##### Input #####

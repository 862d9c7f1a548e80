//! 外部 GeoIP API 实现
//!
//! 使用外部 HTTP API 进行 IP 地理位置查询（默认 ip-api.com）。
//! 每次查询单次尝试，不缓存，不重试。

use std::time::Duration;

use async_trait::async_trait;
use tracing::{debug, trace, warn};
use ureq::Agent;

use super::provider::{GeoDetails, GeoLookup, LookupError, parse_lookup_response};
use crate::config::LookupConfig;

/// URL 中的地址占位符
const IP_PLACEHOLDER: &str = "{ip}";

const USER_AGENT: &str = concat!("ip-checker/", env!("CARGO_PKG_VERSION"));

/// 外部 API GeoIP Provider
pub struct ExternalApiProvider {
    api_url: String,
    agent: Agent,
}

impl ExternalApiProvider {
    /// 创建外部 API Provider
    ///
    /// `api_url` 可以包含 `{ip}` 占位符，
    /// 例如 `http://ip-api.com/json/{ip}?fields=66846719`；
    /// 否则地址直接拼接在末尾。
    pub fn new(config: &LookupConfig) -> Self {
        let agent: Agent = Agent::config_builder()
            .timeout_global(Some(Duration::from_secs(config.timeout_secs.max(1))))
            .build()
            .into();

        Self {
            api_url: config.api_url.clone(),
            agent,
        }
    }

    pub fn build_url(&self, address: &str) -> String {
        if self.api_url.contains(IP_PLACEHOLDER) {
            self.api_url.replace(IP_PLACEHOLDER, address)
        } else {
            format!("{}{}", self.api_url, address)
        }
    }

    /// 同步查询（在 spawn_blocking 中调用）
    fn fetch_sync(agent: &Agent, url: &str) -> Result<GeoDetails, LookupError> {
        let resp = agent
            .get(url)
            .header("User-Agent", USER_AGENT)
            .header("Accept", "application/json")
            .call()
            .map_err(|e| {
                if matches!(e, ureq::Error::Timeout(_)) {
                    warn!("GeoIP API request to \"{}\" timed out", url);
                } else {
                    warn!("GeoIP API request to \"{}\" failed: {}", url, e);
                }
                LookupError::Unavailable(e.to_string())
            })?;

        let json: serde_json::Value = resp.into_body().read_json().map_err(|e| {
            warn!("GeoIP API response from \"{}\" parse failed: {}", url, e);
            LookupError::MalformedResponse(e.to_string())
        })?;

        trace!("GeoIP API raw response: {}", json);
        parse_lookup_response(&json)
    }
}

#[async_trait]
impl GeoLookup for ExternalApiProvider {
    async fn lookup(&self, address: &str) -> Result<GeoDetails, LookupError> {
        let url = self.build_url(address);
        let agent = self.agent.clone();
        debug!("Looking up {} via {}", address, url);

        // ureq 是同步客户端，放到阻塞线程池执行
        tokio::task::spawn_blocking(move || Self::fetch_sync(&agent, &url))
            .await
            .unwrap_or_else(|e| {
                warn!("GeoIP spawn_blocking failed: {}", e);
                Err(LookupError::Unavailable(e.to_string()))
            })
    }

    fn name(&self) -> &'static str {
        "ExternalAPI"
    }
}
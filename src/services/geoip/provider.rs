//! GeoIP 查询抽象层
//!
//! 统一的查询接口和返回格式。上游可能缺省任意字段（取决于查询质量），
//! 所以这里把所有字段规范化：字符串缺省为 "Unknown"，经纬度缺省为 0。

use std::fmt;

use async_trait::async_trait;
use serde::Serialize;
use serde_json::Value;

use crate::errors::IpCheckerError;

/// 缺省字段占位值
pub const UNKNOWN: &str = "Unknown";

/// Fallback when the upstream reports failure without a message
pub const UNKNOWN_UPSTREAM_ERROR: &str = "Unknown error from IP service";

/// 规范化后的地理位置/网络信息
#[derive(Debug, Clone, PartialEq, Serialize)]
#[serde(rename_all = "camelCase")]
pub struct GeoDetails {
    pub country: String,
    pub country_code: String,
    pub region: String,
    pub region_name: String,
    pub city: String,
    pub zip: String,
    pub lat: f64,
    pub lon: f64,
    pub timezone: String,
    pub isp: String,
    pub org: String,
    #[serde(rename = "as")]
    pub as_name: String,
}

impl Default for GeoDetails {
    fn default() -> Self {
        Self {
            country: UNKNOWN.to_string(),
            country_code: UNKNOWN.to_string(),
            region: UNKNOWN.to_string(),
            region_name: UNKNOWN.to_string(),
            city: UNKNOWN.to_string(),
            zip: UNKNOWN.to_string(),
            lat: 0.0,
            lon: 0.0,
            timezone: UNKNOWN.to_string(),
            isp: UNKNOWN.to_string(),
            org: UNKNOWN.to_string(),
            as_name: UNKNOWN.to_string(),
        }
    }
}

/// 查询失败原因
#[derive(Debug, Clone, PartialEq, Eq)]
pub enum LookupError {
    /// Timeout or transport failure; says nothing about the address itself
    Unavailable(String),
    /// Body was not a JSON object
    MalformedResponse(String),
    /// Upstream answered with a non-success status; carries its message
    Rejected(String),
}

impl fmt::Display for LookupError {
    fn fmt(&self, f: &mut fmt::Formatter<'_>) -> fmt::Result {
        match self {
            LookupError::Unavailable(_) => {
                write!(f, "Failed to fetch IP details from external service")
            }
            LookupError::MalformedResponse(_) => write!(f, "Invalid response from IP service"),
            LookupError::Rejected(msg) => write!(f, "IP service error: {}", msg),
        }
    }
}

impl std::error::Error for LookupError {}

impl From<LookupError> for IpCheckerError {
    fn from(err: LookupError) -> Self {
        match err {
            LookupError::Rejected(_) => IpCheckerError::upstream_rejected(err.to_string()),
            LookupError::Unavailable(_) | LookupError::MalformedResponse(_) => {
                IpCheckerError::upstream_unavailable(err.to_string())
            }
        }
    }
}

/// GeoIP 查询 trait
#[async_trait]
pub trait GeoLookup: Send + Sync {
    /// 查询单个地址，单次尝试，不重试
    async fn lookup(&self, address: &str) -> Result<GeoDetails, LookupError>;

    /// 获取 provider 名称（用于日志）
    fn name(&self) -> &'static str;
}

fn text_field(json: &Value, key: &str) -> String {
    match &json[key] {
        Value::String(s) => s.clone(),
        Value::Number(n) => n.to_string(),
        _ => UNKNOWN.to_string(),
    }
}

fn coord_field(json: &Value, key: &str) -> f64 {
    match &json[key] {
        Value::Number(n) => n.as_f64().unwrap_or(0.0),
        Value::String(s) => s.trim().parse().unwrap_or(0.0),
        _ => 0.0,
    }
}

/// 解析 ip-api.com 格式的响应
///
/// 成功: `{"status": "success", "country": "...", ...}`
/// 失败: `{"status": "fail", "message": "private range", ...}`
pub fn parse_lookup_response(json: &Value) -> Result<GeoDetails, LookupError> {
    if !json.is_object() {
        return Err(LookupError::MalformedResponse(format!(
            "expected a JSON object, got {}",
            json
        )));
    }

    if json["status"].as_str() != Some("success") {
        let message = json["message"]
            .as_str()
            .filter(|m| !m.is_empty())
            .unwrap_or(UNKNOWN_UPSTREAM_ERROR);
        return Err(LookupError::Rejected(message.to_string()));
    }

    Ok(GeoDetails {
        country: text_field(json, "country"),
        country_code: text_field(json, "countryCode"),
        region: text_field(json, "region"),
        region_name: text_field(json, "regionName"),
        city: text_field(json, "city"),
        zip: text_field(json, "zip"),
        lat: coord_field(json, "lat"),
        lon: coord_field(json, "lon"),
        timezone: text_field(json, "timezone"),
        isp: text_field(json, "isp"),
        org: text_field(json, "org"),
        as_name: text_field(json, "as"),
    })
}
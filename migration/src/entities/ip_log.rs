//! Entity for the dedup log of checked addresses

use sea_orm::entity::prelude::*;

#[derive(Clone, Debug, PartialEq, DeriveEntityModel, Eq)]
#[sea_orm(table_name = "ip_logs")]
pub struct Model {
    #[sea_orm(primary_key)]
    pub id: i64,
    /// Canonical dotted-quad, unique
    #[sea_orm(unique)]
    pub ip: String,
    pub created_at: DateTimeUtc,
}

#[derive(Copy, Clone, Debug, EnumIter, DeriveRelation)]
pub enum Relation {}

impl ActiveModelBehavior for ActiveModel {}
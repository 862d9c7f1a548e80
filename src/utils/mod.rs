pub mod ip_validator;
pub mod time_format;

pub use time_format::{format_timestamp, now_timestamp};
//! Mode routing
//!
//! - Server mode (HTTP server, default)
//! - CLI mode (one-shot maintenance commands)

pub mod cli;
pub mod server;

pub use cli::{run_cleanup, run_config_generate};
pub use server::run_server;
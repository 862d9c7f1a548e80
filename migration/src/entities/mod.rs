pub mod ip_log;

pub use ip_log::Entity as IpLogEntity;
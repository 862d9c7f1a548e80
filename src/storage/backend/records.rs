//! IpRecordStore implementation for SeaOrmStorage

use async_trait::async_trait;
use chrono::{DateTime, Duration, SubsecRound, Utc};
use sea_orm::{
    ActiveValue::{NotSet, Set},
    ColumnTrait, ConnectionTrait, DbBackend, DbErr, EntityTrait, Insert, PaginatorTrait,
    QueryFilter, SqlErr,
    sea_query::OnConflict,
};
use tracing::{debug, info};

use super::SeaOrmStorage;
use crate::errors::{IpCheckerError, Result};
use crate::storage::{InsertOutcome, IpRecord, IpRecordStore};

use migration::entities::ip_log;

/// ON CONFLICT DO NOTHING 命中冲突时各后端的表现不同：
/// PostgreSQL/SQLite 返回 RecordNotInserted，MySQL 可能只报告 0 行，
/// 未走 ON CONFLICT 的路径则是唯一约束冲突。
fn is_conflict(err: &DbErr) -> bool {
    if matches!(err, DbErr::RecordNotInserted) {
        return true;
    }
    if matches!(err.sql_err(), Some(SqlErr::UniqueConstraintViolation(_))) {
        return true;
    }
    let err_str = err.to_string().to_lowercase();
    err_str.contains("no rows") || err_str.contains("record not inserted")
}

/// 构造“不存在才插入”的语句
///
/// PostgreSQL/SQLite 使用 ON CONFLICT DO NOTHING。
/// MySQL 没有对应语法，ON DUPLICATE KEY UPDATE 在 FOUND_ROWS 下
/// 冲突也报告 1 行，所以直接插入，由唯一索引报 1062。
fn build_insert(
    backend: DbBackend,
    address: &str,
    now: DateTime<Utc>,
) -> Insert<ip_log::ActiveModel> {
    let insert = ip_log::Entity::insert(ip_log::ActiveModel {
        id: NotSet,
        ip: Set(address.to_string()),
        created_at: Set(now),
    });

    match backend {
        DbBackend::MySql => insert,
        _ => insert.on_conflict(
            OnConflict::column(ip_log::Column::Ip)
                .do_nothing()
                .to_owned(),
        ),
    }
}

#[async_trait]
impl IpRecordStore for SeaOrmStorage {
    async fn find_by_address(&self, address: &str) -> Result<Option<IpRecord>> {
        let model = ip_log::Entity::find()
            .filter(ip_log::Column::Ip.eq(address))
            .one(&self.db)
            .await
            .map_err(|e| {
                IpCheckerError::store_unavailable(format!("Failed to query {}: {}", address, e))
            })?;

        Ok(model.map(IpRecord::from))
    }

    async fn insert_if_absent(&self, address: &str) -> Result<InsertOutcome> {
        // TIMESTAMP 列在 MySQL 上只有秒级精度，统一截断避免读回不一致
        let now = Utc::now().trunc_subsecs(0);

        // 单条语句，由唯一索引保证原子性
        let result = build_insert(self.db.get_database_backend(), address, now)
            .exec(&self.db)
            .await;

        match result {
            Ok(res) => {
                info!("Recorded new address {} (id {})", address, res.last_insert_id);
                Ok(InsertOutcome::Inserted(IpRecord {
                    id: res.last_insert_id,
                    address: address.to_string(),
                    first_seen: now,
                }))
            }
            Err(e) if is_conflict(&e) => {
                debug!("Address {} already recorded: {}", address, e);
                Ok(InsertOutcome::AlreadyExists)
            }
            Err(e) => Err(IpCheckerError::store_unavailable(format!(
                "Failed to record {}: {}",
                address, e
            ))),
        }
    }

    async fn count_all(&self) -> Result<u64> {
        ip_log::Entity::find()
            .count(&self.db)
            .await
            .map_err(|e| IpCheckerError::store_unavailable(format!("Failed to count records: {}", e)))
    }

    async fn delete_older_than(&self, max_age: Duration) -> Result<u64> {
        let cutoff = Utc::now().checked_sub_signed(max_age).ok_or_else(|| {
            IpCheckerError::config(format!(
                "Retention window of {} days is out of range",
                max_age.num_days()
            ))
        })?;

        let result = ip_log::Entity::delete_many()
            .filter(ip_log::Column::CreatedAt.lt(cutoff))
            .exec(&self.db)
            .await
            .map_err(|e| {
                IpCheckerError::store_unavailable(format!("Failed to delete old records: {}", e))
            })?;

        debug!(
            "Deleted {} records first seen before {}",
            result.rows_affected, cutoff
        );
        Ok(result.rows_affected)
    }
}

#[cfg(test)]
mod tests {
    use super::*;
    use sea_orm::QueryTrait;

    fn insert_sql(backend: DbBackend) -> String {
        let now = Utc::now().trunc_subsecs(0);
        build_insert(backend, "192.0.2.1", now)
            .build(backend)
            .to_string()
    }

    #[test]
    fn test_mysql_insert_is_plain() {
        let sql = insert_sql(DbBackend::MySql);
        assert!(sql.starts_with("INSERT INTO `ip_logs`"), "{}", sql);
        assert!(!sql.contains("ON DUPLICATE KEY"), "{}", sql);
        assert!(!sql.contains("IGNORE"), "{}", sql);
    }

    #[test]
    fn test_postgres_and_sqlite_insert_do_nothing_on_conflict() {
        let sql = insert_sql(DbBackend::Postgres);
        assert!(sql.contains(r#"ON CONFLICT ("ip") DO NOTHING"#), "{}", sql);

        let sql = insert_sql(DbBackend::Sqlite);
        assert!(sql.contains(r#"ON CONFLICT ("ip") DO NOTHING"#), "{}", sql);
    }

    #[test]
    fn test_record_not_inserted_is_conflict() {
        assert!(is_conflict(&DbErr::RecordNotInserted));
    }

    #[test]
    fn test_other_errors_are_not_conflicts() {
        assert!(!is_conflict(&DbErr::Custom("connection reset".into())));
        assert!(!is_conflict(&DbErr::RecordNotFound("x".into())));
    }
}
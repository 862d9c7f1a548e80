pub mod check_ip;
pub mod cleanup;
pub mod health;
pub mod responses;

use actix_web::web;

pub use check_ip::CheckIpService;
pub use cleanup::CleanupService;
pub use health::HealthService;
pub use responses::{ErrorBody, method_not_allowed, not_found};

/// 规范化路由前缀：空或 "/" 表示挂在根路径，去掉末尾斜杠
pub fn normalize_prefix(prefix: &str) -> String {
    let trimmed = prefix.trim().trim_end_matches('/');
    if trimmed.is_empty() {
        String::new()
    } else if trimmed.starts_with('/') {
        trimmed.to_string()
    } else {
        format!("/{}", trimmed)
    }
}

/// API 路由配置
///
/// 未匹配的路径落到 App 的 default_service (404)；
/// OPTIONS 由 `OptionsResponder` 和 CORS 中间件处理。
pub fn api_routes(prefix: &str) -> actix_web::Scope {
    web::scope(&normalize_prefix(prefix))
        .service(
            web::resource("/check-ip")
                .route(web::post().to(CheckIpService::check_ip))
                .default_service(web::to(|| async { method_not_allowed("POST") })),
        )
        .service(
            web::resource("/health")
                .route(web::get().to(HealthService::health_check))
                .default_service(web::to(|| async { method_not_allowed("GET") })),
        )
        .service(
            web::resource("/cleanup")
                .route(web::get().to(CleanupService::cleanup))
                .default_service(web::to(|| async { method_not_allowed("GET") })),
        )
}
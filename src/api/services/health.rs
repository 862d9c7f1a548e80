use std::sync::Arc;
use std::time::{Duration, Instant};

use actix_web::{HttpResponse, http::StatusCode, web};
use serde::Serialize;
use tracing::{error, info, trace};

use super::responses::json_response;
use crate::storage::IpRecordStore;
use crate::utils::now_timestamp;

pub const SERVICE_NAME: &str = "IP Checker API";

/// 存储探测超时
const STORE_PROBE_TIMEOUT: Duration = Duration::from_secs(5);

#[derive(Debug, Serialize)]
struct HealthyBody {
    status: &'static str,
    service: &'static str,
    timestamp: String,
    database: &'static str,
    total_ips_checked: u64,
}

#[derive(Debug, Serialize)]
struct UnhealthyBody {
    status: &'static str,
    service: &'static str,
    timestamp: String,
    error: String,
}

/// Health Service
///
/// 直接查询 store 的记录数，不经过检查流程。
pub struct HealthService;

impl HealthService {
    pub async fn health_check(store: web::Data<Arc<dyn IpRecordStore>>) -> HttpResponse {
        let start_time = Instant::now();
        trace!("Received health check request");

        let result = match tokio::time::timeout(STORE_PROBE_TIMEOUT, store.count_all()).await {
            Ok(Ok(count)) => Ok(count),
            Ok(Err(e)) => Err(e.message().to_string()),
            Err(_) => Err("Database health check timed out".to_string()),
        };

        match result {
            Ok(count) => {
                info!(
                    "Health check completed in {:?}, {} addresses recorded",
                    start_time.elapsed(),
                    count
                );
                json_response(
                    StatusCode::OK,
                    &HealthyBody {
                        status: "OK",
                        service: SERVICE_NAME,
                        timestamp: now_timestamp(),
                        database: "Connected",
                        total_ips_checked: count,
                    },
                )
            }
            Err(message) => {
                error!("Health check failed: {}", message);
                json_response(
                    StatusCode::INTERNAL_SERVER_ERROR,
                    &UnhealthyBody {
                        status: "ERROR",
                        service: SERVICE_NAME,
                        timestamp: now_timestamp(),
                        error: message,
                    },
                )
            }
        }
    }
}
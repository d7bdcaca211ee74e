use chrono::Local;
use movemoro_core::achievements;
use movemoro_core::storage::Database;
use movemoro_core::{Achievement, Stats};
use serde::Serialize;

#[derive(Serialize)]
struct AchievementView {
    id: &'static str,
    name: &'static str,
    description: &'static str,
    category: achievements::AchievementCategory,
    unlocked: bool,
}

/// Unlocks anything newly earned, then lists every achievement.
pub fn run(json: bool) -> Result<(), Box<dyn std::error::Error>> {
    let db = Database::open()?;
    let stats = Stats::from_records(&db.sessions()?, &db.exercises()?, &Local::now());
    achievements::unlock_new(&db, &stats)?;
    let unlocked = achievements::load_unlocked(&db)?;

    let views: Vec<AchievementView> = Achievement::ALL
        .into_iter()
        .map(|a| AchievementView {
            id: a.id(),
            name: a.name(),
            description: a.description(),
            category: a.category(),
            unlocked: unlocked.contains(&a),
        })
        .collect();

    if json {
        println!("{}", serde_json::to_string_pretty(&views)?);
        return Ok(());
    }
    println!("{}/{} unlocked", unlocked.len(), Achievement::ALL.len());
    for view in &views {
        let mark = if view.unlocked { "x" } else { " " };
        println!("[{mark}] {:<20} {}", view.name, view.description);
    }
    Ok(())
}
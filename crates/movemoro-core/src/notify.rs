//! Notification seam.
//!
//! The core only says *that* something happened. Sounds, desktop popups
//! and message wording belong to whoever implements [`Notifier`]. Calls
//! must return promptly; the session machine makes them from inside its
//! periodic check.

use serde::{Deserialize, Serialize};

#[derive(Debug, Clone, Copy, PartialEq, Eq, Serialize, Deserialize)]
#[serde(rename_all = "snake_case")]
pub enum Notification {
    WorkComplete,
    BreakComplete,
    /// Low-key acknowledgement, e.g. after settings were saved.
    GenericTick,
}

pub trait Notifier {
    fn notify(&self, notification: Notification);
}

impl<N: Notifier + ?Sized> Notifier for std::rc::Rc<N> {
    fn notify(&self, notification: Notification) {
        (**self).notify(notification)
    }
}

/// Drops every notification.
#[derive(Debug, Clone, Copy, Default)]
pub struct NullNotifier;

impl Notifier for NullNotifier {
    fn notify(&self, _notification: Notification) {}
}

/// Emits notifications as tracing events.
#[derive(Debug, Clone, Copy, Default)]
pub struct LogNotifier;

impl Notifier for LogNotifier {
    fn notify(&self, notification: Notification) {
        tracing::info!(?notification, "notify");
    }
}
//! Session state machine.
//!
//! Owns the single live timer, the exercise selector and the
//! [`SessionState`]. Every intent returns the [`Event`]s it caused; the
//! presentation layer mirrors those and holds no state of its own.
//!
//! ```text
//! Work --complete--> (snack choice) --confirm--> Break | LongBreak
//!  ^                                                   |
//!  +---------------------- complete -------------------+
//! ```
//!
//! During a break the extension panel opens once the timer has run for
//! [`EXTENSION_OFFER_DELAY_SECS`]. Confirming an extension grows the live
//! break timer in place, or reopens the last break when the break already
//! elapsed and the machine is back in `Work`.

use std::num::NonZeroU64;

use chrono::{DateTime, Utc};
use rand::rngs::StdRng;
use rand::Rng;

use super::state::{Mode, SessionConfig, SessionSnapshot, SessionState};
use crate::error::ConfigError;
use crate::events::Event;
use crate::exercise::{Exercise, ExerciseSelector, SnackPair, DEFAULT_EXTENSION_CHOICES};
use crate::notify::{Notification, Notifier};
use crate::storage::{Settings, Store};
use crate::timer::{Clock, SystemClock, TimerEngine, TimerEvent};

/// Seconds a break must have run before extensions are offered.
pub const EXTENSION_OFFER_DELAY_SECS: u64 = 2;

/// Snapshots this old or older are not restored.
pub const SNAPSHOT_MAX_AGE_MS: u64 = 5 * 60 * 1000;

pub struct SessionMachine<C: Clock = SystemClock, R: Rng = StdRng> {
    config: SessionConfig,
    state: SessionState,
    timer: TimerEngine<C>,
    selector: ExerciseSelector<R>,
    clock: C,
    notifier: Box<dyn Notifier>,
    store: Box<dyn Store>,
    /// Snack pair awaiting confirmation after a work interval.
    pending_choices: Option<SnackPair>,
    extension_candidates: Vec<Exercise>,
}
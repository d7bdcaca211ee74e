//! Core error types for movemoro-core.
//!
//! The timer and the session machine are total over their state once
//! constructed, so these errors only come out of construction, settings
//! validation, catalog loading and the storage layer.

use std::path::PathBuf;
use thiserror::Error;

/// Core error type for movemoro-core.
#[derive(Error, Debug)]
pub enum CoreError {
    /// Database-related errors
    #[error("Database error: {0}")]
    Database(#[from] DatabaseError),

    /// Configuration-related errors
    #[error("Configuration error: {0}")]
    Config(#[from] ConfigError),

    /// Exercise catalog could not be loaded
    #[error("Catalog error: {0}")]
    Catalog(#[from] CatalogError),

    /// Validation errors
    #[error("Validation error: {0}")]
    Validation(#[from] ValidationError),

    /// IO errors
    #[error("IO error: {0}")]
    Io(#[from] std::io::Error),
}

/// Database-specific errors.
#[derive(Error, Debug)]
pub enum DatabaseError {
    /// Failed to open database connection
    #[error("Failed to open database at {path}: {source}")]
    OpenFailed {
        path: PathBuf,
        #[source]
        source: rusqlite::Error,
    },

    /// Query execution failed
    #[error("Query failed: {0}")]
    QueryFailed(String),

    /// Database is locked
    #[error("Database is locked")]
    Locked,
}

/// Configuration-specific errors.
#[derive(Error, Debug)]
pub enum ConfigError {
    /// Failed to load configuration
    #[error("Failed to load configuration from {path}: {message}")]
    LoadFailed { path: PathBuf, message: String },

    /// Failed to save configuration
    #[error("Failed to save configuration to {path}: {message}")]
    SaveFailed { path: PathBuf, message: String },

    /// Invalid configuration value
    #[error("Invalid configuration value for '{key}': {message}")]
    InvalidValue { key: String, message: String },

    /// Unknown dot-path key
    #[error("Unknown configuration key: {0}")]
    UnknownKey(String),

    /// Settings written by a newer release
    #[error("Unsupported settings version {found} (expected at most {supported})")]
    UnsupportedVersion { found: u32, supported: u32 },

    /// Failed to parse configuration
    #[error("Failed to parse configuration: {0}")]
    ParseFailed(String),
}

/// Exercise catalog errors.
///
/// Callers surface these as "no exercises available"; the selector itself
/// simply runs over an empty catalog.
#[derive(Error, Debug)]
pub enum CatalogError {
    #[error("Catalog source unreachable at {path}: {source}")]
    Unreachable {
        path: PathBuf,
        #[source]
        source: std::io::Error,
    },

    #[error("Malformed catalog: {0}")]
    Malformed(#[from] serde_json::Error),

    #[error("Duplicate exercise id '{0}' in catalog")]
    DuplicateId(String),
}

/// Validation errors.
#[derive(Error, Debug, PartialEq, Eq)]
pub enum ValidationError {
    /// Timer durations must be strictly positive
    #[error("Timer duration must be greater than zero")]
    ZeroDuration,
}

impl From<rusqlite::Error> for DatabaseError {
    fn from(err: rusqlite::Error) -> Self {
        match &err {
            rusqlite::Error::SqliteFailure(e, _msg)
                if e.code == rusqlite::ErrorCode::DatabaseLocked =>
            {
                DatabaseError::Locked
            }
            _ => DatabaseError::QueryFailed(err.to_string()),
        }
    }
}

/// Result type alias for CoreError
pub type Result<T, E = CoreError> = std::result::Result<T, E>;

#####

_What to produce_
The answer must consist of every line from the listing above that includes the word "prefix".

_Solution_
pub fn normalize_prefix(prefix: &str) -> String {
    let trimmed = prefix.trim().trim_end_matches('/');
pub fn api_routes(prefix: &str) -> actix_web::Scope {
    web::scope(&normalize_prefix(prefix))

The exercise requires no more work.